TASK DETAILS: Keep every character as it is and output all of the records.

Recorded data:
/---

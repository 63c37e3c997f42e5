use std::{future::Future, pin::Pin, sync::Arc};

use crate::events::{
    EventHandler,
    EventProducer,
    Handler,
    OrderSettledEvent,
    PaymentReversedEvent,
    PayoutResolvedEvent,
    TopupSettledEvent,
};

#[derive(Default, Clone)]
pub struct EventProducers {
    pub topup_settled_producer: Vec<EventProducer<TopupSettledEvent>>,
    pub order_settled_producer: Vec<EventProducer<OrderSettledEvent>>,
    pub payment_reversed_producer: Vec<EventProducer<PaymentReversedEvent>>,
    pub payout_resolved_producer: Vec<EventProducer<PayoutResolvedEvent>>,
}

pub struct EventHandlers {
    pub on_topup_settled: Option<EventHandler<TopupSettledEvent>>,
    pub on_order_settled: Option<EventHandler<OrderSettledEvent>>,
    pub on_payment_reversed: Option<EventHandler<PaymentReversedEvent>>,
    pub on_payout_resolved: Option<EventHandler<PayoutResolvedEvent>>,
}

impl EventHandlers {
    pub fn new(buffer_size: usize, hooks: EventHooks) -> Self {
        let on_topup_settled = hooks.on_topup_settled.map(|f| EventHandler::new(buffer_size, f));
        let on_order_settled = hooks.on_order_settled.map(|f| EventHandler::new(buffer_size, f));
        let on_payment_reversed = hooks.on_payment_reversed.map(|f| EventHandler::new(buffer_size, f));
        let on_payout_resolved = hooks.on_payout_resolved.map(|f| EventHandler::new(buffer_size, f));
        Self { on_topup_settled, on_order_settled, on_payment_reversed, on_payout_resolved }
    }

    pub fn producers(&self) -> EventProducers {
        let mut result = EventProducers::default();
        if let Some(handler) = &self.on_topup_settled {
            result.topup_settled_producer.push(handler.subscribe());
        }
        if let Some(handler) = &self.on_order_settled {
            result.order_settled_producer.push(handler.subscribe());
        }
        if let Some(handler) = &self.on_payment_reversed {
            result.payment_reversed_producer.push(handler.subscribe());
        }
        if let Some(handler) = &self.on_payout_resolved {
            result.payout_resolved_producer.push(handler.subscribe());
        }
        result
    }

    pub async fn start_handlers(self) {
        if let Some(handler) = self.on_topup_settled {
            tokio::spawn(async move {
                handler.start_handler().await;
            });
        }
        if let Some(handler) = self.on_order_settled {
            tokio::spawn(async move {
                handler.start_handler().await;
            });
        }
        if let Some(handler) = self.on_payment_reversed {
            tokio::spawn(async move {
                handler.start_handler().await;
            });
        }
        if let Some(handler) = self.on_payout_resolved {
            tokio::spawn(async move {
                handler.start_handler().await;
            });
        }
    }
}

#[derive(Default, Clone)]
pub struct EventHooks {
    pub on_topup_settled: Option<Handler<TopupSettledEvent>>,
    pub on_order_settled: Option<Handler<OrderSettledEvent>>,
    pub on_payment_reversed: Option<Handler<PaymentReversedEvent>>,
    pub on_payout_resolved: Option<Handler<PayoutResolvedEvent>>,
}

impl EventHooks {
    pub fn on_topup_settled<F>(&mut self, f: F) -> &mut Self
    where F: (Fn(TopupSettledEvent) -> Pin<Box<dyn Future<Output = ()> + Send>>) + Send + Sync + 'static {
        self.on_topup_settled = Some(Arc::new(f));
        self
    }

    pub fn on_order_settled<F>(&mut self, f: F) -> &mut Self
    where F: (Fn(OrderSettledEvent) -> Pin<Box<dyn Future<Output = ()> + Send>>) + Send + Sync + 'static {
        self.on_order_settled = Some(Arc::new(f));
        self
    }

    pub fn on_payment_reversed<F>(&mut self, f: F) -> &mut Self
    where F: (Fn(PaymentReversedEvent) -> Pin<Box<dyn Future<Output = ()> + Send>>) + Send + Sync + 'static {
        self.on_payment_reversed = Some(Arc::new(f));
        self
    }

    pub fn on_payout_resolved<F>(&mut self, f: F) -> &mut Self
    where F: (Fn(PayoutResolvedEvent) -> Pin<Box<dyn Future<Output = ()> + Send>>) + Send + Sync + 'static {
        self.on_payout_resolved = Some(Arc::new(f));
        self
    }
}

\---

YOUR SOLUTION:
repository 63c37e3c997f42e5
use std::{future::Future, pin::Pin, sync::Arc};

use crate::events::{
    EventHandler,
    EventProducer,
    Handler,
    OrderSettledEvent,
    PaymentReversedEvent,
    PayoutResolvedEvent,
    TopupSettledEvent,
};

#[derive(Default, Clone)]
pub struct EventProducers {
    pub topup_settled_producer: Vec<EventProducer<TopupSettledEvent>>,
    pub order_settled_producer: Vec<EventProducer<OrderSettledEvent>>,
    pub payment_reversed_producer: Vec<EventProducer<PaymentReversedEvent>>,
    pub payout_resolved_producer: Vec<EventProducer<PayoutResolvedEvent>>,
}

pub struct EventHandlers {
    pub on_topup_settled: Option<EventHandler<TopupSettledEvent>>,
    pub on_order_settled: Option<EventHandler<OrderSettledEvent>>,
    pub on_payment_reversed: Option<EventHandler<PaymentReversedEvent>>,
    pub on_payout_resolved: Option<EventHandler<PayoutResolvedEvent>>,
}

impl EventHandlers {
    pub fn new(buffer_size: usize, hooks: EventHooks) -> Self {
        let on_topup_settled = hooks.on_topup_settled.map(|f| EventHandler::new(buffer_size, f));
        let on_order_settled = hooks.on_order_settled.map(|f| EventHandler::new(buffer_size, f));
        let on_payment_reversed = hooks.on_payment_reversed.map(|f| EventHandler::new(buffer_size, f));
        let on_payout_resolved = hooks.on_payout_resolved.map(|f| EventHandler::new(buffer_size, f));
        Self { on_topup_settled, on_order_settled, on_payment_reversed, on_payout_resolved }
    }

    pub fn producers(&self) -> EventProducers {
        let mut result = EventProducers::default();
        if let Some(handler) = &self.on_topup_settled {
            result.topup_settled_producer.push(handler.subscribe());
        }
        if let Some(handler) = &self.on_order_settled {
            result.order_settled_producer.push(handler.subscribe());
        }
        if let Some(handler) = &self.on_payment_reversed {
            result.payment_reversed_producer.push(handler.subscribe());
        }
        if let Some(handler) = &self.on_payout_resolved {
            result.payout_resolved_producer.push(handler.subscribe());
        }
        result
    }

    pub async fn start_handlers(self) {
        if let Some(handler) = self.on_topup_settled {
            tokio::spawn(async move {
                handler.start_handler().await;
            });
        }
        if let Some(handler) = self.on_order_settled {
            tokio::spawn(async move {
                handler.start_handler().await;
            });
        }
        if let Some(handler) = self.on_payment_reversed {
            tokio::spawn(async move {
                handler.start_handler().await;
            });
        }
        if let Some(handler) = self.on_payout_resolved {
            tokio::spawn(async move {
                handler.start_handler().await;
            });
        }
    }
}

#[derive(Default, Clone)]
pub struct EventHooks {
    pub on_topup_settled: Option<Handler<TopupSettledEvent>>,
    pub on_order_settled: Option<Handler<OrderSettledEvent>>,
    pub on_payment_reversed: Option<Handler<PaymentReversedEvent>>,
    pub on_payout_resolved: Option<Handler<PayoutResolvedEvent>>,
}

impl EventHooks {
    pub fn on_topup_settled<F>(&mut self, f: F) -> &mut Self
    where F: (Fn(TopupSettledEvent) -> Pin<Box<dyn Future<Output = ()> + Send>>) + Send + Sync + 'static {
        self.on_topup_settled = Some(Arc::new(f));
        self
    }

    pub fn on_order_settled<F>(&mut self, f: F) -> &mut Self
    where F: (Fn(OrderSettledEvent) -> Pin<Box<dyn Future<Output = ()> + Send>>) + Send + Sync + 'static {
        self.on_order_settled = Some(Arc::new(f));
        self
    }

    pub fn on_payment_reversed<F>(&mut self, f: F) -> &mut Self
    where F: (Fn(PaymentReversedEvent) -> Pin<Box<dyn Future<Output = ()> + Send>>) + Send + Sync + 'static {
        self.on_payment_reversed = Some(Arc::new(f));
        self
    }

    pub fn on_payout_resolved<F>(&mut self, f: F) -> &mut Self
    where F: (Fn(PayoutResolvedEvent) -> Pin<Box<dyn Future<Output = ()> + Send>>) + Send + Sync + 'static {
        self.on_payout_resolved = Some(Arc::new(f));
        self
    }
}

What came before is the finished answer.